Memperlakukan perempuan seenak perutmu sendiri. 
Itu perbuatan tidak baik yang harus kamu tinggalkan." 


"Saya ini kan cuma kepengin menikmati hidup secara 
penuh tho, Kangmas Wulung," jawab Juragan Njenduk 
sambil senyum-senyum dikulum merasa tidak bersalah 
dihadapan Warok Wulunggeni orang yang disegani itu. 


"Menikmati hidup caranya bukan begitu. Mentang- 
mentang kamu banyak uang, banyak harta, banyak untung, 
kamu menjajakan untuk perempuan semau wudelmu 
dewe. Dasar gendut. Doyan perempuan," ujar Warok 
Wulunggeni mengata-ngatai mitra usahanya si Juragan 
Njenduk itu sejadi-jadinya. Orang yang dikata-katai 
Cuma tertawa cengengesan tidak berani marah dihadapan 
warok yang terkenal sakti ini 

"Kalau kamu punya isteri, cukup satu saja. Perlakukan 
dengan baik. Jangan punya isteri banyak. Masih juga 
doyan jajan diluar lagi. Itu perutmu yang gendut itu 
kempeskan dulu, biar nafsu hewarmu itu tidak liar begitu." 

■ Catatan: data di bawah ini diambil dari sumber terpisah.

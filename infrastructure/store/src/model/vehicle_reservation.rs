//! Reserva de veículo
use domain_fleet::model::entity::{ReservationOwner, VehicleReservation};
use sea_orm::entity::prelude::*;

#[derive(Clone, Debug, PartialEq, DeriveEntityModel)]
#[sea_orm(table_name = "vehicle_reservation")]
pub struct Model {
    #[sea_orm(primary_key, auto_increment = false)]
    pub id: Uuid,
    pub owner_kind: String,
    pub owner_id: Uuid,
    pub status: String,
    pub created_at: DateTimeUtc,
    pub content: Json,
}

#[derive(Copy, Clone, Debug, EnumIter, DeriveRelation)]
pub enum Relation {}

impl ActiveModelBehavior for ActiveModel {}

impl Model {
    /// Column values identifying a requester.
    pub fn owner_key(owner: ReservationOwner) -> (&'static str, Uuid) {
        match owner {
            ReservationOwner::Programming(id) => ("programacao_os", id),
            ReservationOwner::Order(id) => ("ordem_servico", id),
        }
    }
}

impl TryFrom<&VehicleReservation> for Model {
    type Error = anyhow::Error;

    fn try_from(r: &VehicleReservation) -> Result<Self, Self::Error> {
        let (owner_kind, owner_id) = Self::owner_key(r.owner);
        Ok(Self {
            id: r.id,
            owner_kind: owner_kind.to_string(),
            owner_id,
            status: r.status.to_string(),
            created_at: r.created_at,
            content: serde_json::to_value(r)?,
        })
    }
}

impl TryFrom<Model> for VehicleReservation {
    type Error = anyhow::Error;

    fn try_from(model: Model) -> Result<Self, Self::Error> {
        Ok(serde_json::from_value(model.content)?)
    }
}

"Kang Wulung ini ada-ada saja. Biar gendut begini, 
tetapi kan rejeki sempulur tho Kang." 

"Sempulur endasmu itu. Dasar laki-laki mata bangkong, 
Kalau mata keranjang saja masih lumayan, tetapi kamu 
itu sudah mata bangkong. Tahu tidak. Suka ganggu 
perempuan dimana-mana. Hanya itu saja yang aku tidak 
sukai sama kamu," kata Warok Wulunggeni dengan 
geram karena sering menerima laporan yang tidak 
mengenakkan dari masyarakat sekeliling soal kelakuan 
Juragan Njenduk yang gemar meniduri perempuan itu, 
walaupun perempuan itu kemudian diambil isteri dan 
tidak begitu lama diceraikan lagi. 


"Saya tidak mau mengganggu perempuan kok, Kangmas 
Wulung. Tetapi mereka yang butuh aku. Aku mengawini 
dengan baik-baik. Memberikan nafkah hidup secukupnya. 
Dan mereka senang kawin dengan aku. Jadi apa aku 
yang salah," bela Juragan Njenduk masih dengan muka 
cengar-cengir. ` 

"Kamu katanya suka main paksa. Mana ada perempuan 
butuh kamu. Kamu saja yang kurang ajar. Kalau kamu 
pengin selamat hidup. Hentikan kebiasaan jelekmu itu, 
Ndut. Itu peringatan sebagai teman baikmu agar engkau 
selamat dan kita bisa memajukan usaha. Kemitraan kita 
pun bisa langgeng." 


"Yah. Akan aku usahakan, Kangmas Wulung." 


"Lha. Begitu. Itu namanya akan membuat tenteram 
orang, dan juga membuat tenteram bagi diri kamu 
sendiri. Baru aku senang berkawan sama kamu. Kalau 
tabiat jelek kamu yang satu itu kamu ubah, aku rasa kita 
bisa berkawan lama. Sebenarnya tidak ada orang yang 
melarang terhadap orang yang pengin kawin. Tidak ada 
larangan kalau ada laki-laki tertarik sama perempuan. 
Yang tidak mengenakkan bagi orang lain, kalau kamu 
memperlakukan perempuan seperti barang mainan. Itu 
saja pesanku, Ndut” 


"Ya, Kang. Akan aku usahakan," jawab Juragan Njenduk 
itu sambil masih cengar-cengir cengengesan, "Tapi apa 
bisa ya, Kang. Namanya saja sudah kesenangan." 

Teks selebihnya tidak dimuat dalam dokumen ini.